→ WORK REQUEST
Search the records below for "PathBuf"; copy each line that has it.
*** Opening of DATA PROVIDED ***
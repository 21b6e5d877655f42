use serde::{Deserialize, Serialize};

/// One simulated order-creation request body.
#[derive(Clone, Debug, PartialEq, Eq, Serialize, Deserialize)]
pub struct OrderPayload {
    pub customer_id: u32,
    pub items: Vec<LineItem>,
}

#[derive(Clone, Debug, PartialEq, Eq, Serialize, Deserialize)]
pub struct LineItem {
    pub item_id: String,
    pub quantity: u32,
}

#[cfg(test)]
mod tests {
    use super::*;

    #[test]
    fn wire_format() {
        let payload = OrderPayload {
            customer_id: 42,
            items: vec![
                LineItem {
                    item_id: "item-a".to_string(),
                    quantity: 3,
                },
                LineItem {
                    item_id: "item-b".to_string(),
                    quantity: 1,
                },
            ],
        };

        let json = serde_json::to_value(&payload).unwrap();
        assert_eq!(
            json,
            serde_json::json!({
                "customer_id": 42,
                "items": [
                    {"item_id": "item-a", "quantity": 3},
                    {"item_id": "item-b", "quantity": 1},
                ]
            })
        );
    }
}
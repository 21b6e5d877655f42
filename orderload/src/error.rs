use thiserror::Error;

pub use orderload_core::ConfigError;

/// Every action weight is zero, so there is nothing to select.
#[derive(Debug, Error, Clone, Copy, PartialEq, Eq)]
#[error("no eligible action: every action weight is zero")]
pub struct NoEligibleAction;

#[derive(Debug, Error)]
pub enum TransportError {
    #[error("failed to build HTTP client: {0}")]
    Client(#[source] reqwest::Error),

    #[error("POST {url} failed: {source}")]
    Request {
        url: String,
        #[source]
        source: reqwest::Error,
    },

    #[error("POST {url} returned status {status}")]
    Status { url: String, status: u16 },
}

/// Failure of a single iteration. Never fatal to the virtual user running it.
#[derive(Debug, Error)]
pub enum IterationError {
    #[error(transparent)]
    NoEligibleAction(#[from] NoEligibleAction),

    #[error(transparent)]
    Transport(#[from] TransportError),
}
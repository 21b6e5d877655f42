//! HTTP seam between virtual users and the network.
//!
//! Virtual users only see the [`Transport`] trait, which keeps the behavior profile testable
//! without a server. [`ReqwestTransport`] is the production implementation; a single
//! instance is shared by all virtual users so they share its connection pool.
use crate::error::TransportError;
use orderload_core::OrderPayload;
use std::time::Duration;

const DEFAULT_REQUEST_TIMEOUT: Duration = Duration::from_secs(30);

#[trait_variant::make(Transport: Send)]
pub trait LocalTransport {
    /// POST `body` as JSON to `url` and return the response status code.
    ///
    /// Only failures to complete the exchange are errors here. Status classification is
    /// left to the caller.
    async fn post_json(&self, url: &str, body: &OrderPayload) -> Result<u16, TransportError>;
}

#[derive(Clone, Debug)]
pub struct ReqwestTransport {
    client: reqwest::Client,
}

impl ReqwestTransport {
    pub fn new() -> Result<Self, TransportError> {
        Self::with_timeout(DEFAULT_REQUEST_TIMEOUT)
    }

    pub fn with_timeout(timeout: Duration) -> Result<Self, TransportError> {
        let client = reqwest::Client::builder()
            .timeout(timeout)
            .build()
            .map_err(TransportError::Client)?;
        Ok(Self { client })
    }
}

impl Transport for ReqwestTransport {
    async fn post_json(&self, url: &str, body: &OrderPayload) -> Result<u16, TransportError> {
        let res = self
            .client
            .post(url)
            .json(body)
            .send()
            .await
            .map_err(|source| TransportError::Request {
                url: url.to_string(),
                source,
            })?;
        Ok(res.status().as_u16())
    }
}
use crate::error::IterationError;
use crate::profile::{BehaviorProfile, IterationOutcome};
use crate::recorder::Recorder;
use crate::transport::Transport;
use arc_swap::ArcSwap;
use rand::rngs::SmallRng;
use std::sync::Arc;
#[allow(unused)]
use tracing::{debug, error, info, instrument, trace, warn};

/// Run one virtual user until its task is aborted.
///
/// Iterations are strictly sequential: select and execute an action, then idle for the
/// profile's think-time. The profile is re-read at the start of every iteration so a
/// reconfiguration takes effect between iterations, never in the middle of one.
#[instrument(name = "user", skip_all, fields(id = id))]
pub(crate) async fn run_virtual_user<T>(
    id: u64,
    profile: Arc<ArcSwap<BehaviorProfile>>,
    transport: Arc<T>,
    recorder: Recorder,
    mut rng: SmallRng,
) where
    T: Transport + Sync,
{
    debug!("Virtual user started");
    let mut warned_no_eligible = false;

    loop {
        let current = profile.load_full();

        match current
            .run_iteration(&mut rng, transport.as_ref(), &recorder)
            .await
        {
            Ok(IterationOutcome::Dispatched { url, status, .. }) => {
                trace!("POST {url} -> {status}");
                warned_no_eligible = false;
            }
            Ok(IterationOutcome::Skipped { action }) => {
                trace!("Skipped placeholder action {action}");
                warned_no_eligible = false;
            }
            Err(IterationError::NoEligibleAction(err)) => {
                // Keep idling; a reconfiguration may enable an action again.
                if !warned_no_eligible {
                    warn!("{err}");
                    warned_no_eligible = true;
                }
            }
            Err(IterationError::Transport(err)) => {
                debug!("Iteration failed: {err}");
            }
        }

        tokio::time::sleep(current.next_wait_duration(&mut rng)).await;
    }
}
*** Close of DATA PROVIDED ***
*** Opening of DATA PROVIDED ***
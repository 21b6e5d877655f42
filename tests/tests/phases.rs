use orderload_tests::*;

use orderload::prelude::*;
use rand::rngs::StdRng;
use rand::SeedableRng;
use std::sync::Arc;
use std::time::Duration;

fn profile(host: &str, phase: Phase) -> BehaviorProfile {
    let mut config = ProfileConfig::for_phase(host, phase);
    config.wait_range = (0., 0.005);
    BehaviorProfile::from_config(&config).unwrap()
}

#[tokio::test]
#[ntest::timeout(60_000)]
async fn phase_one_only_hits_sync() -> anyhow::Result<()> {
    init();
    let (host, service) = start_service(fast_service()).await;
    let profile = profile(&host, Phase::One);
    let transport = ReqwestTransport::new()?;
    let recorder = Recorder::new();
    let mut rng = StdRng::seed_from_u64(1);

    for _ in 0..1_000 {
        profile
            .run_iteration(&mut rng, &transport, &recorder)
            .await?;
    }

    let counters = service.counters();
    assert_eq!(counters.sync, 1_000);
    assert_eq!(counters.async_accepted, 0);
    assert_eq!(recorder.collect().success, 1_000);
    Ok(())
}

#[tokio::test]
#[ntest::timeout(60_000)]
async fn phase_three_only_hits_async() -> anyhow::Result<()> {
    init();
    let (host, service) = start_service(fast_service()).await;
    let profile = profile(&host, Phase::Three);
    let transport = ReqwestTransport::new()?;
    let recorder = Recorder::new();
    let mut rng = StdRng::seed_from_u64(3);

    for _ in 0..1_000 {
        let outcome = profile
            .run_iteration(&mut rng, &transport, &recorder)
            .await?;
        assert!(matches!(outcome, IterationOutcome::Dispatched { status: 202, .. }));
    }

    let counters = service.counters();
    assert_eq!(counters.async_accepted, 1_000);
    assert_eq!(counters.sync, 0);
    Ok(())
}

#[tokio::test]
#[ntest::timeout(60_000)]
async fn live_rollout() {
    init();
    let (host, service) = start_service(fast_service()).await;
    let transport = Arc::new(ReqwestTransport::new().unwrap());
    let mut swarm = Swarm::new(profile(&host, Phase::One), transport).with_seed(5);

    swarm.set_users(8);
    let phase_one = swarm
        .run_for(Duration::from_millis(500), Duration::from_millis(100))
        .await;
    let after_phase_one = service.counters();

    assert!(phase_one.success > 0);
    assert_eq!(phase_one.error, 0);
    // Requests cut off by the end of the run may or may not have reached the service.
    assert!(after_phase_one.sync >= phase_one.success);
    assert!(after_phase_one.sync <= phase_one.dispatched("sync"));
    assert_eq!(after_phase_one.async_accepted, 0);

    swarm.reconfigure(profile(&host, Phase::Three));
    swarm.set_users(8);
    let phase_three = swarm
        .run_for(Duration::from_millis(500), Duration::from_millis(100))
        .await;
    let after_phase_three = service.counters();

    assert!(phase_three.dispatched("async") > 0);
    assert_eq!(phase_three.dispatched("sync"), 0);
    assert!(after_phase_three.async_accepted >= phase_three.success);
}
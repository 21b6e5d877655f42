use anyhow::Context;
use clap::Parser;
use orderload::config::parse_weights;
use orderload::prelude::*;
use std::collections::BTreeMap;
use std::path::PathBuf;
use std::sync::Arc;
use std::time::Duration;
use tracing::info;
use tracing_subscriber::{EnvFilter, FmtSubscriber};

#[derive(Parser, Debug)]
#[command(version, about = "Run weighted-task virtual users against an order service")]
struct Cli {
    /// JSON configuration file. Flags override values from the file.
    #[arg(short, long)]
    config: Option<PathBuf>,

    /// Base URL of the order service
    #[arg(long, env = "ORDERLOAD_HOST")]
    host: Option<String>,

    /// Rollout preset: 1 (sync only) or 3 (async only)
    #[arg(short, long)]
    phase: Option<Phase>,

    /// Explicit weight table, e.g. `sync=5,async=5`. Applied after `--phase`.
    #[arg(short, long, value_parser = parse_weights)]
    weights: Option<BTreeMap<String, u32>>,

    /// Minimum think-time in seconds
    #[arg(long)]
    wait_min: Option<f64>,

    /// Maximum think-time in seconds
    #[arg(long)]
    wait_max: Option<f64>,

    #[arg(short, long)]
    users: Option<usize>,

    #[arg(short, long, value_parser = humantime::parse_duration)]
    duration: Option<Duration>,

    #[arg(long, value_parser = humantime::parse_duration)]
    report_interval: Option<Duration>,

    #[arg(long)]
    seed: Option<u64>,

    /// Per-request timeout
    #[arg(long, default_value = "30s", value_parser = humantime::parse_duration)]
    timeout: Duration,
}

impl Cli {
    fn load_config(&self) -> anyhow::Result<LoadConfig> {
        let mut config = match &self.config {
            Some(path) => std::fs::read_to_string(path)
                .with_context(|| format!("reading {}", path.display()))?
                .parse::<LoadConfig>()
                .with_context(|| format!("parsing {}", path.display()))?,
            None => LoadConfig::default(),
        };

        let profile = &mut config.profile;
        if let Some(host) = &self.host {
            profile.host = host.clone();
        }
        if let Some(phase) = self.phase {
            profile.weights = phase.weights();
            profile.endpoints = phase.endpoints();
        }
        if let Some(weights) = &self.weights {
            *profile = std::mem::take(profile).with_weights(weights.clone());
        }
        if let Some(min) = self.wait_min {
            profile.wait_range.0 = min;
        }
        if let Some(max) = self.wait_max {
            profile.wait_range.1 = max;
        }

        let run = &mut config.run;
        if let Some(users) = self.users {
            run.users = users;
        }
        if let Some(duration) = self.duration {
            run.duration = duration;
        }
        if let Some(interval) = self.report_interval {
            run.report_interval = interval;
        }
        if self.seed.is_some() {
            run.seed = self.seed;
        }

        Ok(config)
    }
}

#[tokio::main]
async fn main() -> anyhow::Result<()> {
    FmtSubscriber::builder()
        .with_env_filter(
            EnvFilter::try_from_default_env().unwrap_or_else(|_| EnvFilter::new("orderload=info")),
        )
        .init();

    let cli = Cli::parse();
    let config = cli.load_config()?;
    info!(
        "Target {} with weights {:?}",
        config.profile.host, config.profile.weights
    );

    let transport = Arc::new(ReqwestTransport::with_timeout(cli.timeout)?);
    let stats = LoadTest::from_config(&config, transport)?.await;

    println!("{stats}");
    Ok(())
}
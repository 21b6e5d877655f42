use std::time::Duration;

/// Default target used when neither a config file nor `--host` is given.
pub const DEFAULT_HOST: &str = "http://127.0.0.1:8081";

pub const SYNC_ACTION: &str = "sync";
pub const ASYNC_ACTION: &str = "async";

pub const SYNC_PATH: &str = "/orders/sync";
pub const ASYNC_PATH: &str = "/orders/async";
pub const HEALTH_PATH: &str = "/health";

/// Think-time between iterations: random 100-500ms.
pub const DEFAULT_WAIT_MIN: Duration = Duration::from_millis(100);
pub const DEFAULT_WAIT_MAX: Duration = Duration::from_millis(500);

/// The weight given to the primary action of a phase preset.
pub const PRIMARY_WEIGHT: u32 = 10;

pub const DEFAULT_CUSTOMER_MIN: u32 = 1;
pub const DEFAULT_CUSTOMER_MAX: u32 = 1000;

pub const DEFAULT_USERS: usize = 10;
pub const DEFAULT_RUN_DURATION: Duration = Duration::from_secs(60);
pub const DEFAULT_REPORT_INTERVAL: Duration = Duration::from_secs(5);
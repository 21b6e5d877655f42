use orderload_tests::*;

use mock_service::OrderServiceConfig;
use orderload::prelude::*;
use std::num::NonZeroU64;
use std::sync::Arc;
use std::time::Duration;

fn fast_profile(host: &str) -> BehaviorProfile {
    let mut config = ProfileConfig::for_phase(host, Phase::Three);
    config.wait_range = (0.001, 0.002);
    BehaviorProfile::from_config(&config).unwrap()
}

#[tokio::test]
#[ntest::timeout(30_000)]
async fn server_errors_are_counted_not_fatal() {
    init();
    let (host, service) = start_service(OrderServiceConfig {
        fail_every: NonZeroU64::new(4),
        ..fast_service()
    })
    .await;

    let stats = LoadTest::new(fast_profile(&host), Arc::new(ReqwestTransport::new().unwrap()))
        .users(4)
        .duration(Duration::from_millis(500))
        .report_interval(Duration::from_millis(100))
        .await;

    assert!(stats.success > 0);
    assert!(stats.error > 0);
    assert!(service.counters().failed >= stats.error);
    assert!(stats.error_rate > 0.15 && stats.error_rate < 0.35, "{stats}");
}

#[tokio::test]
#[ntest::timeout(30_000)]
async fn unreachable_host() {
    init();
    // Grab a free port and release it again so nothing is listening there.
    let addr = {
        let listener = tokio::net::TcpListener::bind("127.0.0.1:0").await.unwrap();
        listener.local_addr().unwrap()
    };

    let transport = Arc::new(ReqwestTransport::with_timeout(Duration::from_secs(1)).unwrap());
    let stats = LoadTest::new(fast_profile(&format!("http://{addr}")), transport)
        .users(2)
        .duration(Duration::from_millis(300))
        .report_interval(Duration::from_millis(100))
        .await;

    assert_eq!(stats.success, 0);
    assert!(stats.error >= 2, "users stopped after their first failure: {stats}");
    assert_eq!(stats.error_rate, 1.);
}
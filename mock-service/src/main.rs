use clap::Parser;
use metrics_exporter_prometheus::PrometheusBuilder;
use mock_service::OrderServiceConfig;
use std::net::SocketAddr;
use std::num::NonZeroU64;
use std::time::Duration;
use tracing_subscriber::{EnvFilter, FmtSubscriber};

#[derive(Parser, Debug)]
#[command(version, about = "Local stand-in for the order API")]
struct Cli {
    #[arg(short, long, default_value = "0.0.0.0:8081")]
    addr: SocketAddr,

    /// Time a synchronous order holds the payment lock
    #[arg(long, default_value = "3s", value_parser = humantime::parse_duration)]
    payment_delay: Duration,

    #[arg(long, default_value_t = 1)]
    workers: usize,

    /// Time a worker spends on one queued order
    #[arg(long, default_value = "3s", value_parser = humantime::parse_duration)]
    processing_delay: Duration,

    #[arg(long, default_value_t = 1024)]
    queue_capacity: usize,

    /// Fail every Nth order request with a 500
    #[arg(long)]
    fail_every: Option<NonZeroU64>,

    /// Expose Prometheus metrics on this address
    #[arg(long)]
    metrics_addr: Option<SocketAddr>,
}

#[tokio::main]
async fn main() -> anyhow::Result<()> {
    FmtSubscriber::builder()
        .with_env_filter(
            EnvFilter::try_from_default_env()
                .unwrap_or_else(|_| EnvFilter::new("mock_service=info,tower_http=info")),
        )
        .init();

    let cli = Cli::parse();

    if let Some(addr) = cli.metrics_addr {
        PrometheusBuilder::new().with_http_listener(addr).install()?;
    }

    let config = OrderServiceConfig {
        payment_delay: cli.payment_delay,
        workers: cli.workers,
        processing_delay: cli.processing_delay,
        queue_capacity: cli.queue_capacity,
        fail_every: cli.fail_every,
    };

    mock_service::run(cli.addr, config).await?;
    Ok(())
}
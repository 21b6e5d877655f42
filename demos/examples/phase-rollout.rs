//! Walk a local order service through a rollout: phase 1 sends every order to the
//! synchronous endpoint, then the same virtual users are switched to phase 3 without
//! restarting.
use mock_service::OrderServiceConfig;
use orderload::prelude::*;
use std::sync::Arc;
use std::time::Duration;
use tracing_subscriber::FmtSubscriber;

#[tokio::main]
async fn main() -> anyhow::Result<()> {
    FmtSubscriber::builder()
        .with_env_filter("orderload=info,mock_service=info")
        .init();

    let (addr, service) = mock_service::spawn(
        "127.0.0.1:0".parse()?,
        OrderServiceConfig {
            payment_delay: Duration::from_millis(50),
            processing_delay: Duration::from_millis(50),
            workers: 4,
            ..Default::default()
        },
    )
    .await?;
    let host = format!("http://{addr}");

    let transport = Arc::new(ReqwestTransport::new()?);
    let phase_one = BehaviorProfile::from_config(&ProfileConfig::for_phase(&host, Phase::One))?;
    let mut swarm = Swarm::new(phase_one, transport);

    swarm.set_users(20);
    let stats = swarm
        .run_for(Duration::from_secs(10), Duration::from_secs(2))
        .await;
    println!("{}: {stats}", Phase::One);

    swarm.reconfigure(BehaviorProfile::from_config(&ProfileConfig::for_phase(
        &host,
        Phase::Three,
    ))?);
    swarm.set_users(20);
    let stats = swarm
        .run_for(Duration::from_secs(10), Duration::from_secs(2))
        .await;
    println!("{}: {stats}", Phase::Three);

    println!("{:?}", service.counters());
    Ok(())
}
*** Close of DATA PROVIDED ***
→ EXERCISE SOLUTION
use std::path::PathBuf;
    config: Option<PathBuf>,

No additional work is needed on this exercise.